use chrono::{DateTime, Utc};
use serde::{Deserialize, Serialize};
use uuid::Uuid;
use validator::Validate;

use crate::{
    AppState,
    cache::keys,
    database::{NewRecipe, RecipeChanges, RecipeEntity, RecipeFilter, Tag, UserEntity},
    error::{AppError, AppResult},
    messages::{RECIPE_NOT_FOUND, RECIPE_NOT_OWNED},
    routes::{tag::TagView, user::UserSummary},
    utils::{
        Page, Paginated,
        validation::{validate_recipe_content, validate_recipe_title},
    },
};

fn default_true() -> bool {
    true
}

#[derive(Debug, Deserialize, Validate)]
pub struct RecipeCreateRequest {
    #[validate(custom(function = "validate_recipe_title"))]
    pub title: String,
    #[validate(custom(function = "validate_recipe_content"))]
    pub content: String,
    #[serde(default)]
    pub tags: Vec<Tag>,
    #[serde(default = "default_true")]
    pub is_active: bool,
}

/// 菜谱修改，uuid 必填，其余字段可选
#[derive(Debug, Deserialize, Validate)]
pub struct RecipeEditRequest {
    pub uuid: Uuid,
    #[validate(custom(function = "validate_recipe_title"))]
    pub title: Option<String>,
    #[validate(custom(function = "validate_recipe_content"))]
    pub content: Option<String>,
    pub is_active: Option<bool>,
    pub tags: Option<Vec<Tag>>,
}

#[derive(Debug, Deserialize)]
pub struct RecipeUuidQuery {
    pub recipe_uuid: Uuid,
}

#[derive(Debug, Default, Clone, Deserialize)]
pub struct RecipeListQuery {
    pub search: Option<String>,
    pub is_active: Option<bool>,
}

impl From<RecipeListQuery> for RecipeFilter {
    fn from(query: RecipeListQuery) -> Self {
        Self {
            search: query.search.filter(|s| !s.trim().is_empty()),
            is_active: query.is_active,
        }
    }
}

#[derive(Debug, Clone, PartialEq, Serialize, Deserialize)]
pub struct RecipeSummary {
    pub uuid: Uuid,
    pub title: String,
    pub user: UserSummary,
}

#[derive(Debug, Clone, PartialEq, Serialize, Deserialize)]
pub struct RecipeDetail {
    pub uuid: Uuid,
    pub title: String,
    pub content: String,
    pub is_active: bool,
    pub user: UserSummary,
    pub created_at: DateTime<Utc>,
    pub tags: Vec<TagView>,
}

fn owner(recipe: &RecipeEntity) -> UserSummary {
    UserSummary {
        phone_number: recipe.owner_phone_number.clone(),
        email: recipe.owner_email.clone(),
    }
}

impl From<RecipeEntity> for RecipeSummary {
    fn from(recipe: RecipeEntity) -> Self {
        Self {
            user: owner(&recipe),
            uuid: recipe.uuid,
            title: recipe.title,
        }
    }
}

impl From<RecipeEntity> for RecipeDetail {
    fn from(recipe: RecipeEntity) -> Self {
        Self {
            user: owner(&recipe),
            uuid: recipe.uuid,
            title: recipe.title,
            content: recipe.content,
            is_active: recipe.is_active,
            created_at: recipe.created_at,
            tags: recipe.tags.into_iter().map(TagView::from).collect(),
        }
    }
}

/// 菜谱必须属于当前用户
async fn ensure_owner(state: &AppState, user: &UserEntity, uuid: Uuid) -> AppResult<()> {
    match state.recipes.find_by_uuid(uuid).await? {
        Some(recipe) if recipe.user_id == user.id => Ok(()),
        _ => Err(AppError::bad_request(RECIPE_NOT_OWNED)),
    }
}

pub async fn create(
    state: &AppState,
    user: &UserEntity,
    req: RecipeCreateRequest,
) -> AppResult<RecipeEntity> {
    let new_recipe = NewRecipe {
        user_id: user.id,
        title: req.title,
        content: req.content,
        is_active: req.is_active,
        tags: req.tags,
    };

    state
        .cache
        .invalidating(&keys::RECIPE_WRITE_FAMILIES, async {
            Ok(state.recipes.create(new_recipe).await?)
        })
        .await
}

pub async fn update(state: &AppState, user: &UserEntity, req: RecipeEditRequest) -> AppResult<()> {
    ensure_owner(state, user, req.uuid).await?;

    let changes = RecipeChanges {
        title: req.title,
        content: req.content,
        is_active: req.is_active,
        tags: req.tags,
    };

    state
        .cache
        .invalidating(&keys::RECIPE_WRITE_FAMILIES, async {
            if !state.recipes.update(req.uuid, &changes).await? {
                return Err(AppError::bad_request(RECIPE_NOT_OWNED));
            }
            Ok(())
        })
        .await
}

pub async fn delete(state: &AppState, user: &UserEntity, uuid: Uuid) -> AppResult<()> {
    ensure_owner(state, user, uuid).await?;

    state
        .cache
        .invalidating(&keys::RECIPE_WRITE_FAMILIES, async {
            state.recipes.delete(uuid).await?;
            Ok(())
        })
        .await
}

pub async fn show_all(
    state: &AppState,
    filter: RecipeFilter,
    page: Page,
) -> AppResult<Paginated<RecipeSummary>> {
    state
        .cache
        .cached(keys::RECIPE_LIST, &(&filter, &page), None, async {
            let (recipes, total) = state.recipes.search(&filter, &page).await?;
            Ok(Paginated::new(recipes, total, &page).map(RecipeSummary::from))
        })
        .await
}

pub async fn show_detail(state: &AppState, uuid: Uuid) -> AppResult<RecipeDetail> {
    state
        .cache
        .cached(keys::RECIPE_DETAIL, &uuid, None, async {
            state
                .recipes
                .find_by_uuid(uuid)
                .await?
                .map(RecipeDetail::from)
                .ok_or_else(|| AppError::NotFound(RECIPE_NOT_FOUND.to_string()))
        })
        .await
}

══════════

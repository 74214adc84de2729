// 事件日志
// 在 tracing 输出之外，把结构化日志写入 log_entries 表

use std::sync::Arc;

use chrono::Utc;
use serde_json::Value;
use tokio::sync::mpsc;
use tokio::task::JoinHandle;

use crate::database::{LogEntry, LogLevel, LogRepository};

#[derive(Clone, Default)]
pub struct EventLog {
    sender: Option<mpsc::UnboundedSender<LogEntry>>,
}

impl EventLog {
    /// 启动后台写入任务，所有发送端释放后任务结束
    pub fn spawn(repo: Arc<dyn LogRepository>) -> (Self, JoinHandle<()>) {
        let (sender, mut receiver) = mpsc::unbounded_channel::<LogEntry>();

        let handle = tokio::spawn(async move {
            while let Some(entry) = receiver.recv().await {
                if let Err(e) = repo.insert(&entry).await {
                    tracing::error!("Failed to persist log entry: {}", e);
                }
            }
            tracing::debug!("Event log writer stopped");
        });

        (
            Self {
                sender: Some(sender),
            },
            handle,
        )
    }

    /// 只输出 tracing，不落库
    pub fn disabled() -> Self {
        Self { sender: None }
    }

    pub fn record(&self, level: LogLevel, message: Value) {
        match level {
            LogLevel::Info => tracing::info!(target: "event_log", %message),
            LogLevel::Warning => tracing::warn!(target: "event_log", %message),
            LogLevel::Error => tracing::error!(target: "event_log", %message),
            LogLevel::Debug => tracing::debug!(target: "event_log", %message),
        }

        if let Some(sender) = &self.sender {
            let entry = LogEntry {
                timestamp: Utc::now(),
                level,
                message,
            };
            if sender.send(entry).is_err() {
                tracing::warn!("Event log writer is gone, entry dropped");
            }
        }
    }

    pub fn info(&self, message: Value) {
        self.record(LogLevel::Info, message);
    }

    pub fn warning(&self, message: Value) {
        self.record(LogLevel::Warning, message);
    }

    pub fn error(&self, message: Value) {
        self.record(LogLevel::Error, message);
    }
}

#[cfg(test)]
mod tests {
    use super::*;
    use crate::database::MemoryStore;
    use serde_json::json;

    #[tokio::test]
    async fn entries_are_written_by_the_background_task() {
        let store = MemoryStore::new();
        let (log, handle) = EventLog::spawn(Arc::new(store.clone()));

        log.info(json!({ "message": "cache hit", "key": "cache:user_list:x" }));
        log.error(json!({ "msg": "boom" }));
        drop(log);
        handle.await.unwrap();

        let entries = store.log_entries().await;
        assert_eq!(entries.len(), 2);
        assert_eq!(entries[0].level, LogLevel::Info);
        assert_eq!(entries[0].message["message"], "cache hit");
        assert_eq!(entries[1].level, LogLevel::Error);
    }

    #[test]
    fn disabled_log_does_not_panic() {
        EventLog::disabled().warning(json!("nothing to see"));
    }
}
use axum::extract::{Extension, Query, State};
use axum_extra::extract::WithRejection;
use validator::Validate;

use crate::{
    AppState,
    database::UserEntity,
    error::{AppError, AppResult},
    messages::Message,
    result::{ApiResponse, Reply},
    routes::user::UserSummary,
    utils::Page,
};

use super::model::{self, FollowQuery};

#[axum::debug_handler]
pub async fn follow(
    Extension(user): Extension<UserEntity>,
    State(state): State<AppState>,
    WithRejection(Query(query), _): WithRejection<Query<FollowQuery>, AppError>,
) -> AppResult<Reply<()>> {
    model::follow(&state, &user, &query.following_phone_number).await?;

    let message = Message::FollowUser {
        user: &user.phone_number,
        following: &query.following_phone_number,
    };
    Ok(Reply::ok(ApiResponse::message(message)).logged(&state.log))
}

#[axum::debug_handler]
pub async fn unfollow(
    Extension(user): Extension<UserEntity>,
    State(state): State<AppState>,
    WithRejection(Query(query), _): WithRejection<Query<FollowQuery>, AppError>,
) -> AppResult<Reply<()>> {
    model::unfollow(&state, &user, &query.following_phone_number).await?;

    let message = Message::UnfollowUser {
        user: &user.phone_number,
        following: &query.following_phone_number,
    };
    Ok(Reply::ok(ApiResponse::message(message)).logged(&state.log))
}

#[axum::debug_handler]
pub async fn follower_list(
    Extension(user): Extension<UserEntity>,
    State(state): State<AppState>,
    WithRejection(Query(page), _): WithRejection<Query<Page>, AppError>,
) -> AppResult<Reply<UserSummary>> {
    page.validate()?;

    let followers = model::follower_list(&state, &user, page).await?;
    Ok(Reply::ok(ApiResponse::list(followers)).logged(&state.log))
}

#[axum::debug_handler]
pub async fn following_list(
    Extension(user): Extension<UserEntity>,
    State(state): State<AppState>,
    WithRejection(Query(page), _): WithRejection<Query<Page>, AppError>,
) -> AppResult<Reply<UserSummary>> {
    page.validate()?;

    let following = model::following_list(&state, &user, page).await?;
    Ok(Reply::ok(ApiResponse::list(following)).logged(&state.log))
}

══════════

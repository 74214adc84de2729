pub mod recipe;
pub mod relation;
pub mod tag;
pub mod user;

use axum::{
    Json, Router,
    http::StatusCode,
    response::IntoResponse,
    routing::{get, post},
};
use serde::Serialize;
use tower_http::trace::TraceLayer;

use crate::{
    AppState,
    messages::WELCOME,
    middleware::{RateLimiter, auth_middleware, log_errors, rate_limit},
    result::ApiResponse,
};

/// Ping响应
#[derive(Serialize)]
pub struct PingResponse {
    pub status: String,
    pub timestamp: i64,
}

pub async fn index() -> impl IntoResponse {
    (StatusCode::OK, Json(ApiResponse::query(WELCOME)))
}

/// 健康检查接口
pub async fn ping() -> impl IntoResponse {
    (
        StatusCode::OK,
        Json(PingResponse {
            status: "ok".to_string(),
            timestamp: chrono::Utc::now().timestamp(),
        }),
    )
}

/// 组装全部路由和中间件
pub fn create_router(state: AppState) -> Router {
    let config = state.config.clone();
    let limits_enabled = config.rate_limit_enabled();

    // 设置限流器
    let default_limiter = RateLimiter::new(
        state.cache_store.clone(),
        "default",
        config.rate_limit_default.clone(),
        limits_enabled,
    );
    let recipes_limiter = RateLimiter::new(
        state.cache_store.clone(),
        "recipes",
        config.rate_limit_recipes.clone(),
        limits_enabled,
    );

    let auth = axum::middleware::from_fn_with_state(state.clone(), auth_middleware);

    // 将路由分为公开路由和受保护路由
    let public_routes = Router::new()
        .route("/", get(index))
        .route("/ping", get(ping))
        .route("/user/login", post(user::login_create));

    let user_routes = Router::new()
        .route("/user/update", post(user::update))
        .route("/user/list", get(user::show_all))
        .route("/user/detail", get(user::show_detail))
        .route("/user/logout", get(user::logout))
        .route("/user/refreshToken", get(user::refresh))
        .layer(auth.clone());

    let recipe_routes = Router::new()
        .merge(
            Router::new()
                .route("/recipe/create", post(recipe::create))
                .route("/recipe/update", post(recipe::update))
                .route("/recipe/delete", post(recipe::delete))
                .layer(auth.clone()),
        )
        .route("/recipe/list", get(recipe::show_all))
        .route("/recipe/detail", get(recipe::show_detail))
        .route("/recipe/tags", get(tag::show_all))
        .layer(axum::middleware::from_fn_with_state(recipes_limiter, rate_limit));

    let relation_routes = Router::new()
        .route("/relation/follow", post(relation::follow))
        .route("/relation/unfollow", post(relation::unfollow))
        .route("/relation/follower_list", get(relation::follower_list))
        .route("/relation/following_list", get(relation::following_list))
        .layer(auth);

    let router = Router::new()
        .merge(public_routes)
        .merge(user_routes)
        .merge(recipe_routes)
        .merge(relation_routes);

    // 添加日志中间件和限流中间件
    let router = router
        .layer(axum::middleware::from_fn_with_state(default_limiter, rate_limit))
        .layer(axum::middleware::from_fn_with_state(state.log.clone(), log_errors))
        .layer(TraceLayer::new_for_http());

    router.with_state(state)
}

══════════

How many lines in the entries include the string "record"? Answer with the number alone.

4